The poet Allen Ginsberg was at the Stonewall rebellion that started Pride, where drag queens and trans women fought back against police brutality in 1968. Vanity Fair quoted him referring to the queer people standing up for themselves for the first time: “They were so beautiful that day. They’ve lost that wounded look.” 

His words echoed in my ears as I watched people celebrate the incredibly joyous, creative, brilliant spectacle that is both Pride and the queer community itself. No one was paying any real attention to the haters with their signs about sinning. People were dancing, cheering, wearing outrageous outfits (or wearing almost nothing). I felt like I was part of something, that I had finally opened the door to a community of people who were rooted in a jubilant fight for justice. It brought tears to my eyes.

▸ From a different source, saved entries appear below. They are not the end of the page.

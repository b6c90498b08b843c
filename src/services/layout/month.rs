//! Month-view layout: per week row, events become bars and lanes are rows.

use chrono::NaiveDate;

use crate::models::event::{day_range, CalendarEvent};
use crate::models::layout::{DayBar, LaneAssignment, LaneKind, MonthPageLayout, WeekLayout};
use crate::models::month::{MonthPage, DAYS_PER_WEEK};

use super::scan_line::{assign_lanes, LayoutInterval};

fn bars(kind: LaneKind, assignments: Vec<LaneAssignment>) -> impl Iterator<Item = DayBar> {
    assignments.into_iter().map(move |a| DayBar {
        kind,
        slot: a.slot,
        first_day: a.first,
        last_day: a.last,
    })
}

/// Lay out one week row starting at `first_day_index`.
pub fn layout_week(
    events: &[&CalendarEvent],
    first_day_index: i64,
    epoch: NaiveDate,
    expand_lanes: bool,
) -> WeekLayout {
    let last_day_index = first_day_index + DAYS_PER_WEEK - 1;
    let mut intervals = Vec::new();
    let mut responsibilities = Vec::new();

    for event in events {
        let (first, last) = event.day_range(epoch);
        let interval = LayoutInterval::new(event.id.as_str(), first, last);
        intervals.extend(interval.clipped(first_day_index, last_day_index));
        for sub in &event.responsibility_sub_events {
            let (first, last) = day_range(sub.start, sub.end, epoch);
            let interval = LayoutInterval::new(sub.id.as_str(), first, last);
            responsibilities.extend(interval.clipped(first_day_index, last_day_index));
        }
    }

    let mut week_bars: Vec<DayBar> =
        bars(LaneKind::Event, assign_lanes(&intervals, expand_lanes)).collect();
    week_bars.extend(bars(
        LaneKind::Responsibility,
        assign_lanes(&responsibilities, expand_lanes),
    ));

    WeekLayout {
        first_day_index,
        bars: week_bars,
    }
}

/// Lay out all six week rows of `page`.
pub fn layout_month_page<'a, I>(
    page: &MonthPage,
    events: I,
    epoch: NaiveDate,
    expand_lanes: bool,
) -> MonthPageLayout
where
    I: IntoIterator<Item = &'a CalendarEvent>,
{
    let (grid_first, grid_last) = (page.grid_start_day, page.grid_end_day());
    let on_page: Vec<&CalendarEvent> = events
        .into_iter()
        .filter(|event| {
            let (first, last) = event.day_range(epoch);
            let sub_visible = event.responsibility_sub_events.iter().any(|sub| {
                let (sub_first, sub_last) = day_range(sub.start, sub.end, epoch);
                sub_last >= grid_first && sub_first <= grid_last
            });
            (last >= grid_first && first <= grid_last) || sub_visible
        })
        .collect();

    MonthPageLayout {
        page: *page,
        weeks: page
            .week_starts()
            .map(|week_start| layout_week(&on_page, week_start, epoch, expand_lanes))
            .collect(),
    }
}

#[cfg(test)]
mod tests {
    use super::*;
    use crate::models::event::ResponsibilitySubEvent;
    use chrono::NaiveDateTime;

    fn epoch() -> NaiveDate {
        NaiveDate::from_ymd_opt(2025, 3, 1).unwrap()
    }

    fn at(month: u32, day: u32, hour: u32) -> NaiveDateTime {
        NaiveDate::from_ymd_opt(2025, month, day)
            .unwrap()
            .and_hms_opt(hour, 0, 0)
            .unwrap()
    }

    fn page() -> MonthPage {
        MonthPage::new((2025, 3), 0, 0, epoch()).unwrap()
    }

    #[test]
    fn test_multi_day_event_split_across_weeks() {
        // March 2025 grid starts Sunday Feb 23 (day -6)
        let holiday = CalendarEvent::new("holiday", at(3, 7, 0), at(3, 11, 0))
            .unwrap()
            .all_day(true);
        let layout = layout_month_page(&page(), [&holiday], epoch(), false);
        assert_eq!(layout.weeks.len(), 6);

        let pieces: Vec<(i64, i64)> = layout
            .weeks
            .iter()
            .flat_map(|w| w.bars.iter().map(|b| (b.first_day, b.last_day)))
            .collect();
        // Mar 7 (day 6) .. Mar 10 (day 9); the week boundary falls after Sat Mar 8
        assert_eq!(pieces, vec![(6, 7), (8, 9)]);
    }

    #[test]
    fn test_overlapping_days_stack_in_rows() {
        let a = CalendarEvent::new("a", at(3, 3, 9), at(3, 5, 9)).unwrap();
        let b = CalendarEvent::new("b", at(3, 4, 9), at(3, 4, 10)).unwrap();
        let c = CalendarEvent::new("c", at(3, 6, 9), at(3, 6, 10)).unwrap();
        let layout = layout_month_page(&page(), [&a, &b, &c], epoch(), false);

        let week = layout
            .weeks
            .iter()
            .find(|w| !w.bars.is_empty())
            .unwrap();
        let rows: Vec<_> = week
            .bars
            .iter()
            .map(|b| (b.slot.event_id.as_str(), b.slot.lane, b.slot.max_lanes))
            .collect();
        assert_eq!(rows, vec![("a", 0, 2), ("b", 1, 2), ("c", 0, 1)]);
    }

    #[test]
    fn test_responsibility_rows_are_separate() {
        let sub = ResponsibilitySubEvent {
            id: "laundry".to_string(),
            start: at(3, 4, 8),
            end: at(3, 4, 9),
            assignee_ref: None,
        };
        let a = CalendarEvent::new("a", at(3, 4, 9), at(3, 4, 10))
            .unwrap()
            .with_responsibility(sub);
        let layout = layout_month_page(&page(), [&a], epoch(), false);
        let bars: Vec<_> = layout.weeks.iter().flat_map(|w| w.bars.iter()).collect();
        assert_eq!(bars.len(), 2);
        assert!(bars.iter().all(|b| b.slot.lane == 0));
        assert_eq!(bars[1].kind, LaneKind::Responsibility);
    }

    #[test]
    fn test_responsibility_ending_at_midnight_keeps_one_day() {
        let sub = ResponsibilitySubEvent {
            id: "r".to_string(),
            start: at(3, 4, 22),
            end: at(3, 5, 0),
            assignee_ref: None,
        };
        let parent = CalendarEvent::new("p", at(3, 4, 22), at(3, 5, 0))
            .unwrap()
            .with_responsibility(sub);
        let layout = layout_month_page(&page(), [&parent], epoch(), false);
        let bars: Vec<_> = layout
            .weeks
            .iter()
            .flat_map(|w| w.bars.iter())
            .map(|b| (b.slot.event_id.as_str(), b.first_day, b.last_day))
            .collect();
        assert_eq!(bars, vec![("p", 3, 3), ("r", 3, 3)]);
    }

    #[test]
    fn test_events_off_page_are_ignored() {
        let far = CalendarEvent::new("far", at(6, 1, 9), at(6, 1, 10)).unwrap();
        let layout = layout_month_page(&page(), [&far], epoch(), false);
        assert!(layout.weeks.iter().all(|w| w.bars.is_empty()));
    }
}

We really, really need Pride month, especially these days. The queer community is under assault from the Supreme Court, local politicians, and bigots across the nation. I get frustrated when straight people think the fight is over because we have marriage equality now--which is not the most important thing queer folks need, while we’re fighting for access to housing, employment, health care, and public accommodations.

There are over 250 anti-queer and anti-trans laws circulating state legislatures, with a record-setting 17 signed into law already, making 2021 the worst year yet for trans people in the eyes of the law. The court system is also making things worse.

Let’s take a look at what’s going on:

The day before my writing of this piece, the US Supreme Court dealt a blow to the LGBT QIA population in a high profile case over whether the city of Philadelphia could refuse to contract with Catholic Social Services agency because they refuse to work with same-sex foster parents. This decision is harmful to foster care youth and the foster parents who want to work with them, and reinforces the idea, once again, that queer people have no place around children, even though lots of queer people are children.

And this isn’t an isolated incident. Buck v. Gordon deals with the state of Michigan allowing foster and adoption agencies to deny all LGBTQ people the ability to foster or adopt children under the premise of “religious exemption.” This denies children opportunities for loving homes, and sends the message to queer children in the foster system that there is something wrong with them. Oh, and it’s happening in South Carolina, too.

There are 440,000 children under government care in the United States. Finding loving homes for them all should be the top priority, not curtailing the options based on bigotry.

Trans peoples’ access to healthcare is continually a hot topic. Toomey v. State of Arizona is an effort to require the state of Arizona health care plan for state employees to lift its exclusion on transition-related surgery for trans people. These surgeries are life saving for trans people dealing with gender dysphoria, and the state denying these critical medical procedures is horrendous. Lots of proposed state laws are seeking to deny transition-related healthcare to trans people, and some, like Iowa, already deny this healthcare to Medicaid recipients.

Meanwhile, black trans women are being murdered at rates equivalent to genocide, which doesn’t include suicide or death from lack of shelter or medical care.

Trans kids playing sports--I should say, trans girls playing sports--is a particular bugbear for state legislatures at the moment. I could write a whole piece on this and likely will at some point, but just know that I’m never going to cave to arguments about anything not being fair to cis kids while trans kids are fighting for their lives every day and should be able to just play basketball in peace. 

I could keep going forever. I haven’t even talked about the attacks on protections in education, housing, employment, accurate identification, bathrooms, and other public spaces. I haven’t discussed in the gruesome detail I see every single day the murders of queer people in this country, especially trans women of color. Not in Syria--right here. Every day.

Herd of Zebras is about showing your stripes. That’s why we all love it. The queer community has a lot of stripes to show, and not just the beautiful rainbows you’re seeing everywhere. We’re angry, and rightfully so.

We’re also incredibly resilient. This atrocious wave of legislation can’t keep us from being who we are. No one can. We’ve fought back before, led by our most vulnerable members, and we will keep fighting. I’m proud of that.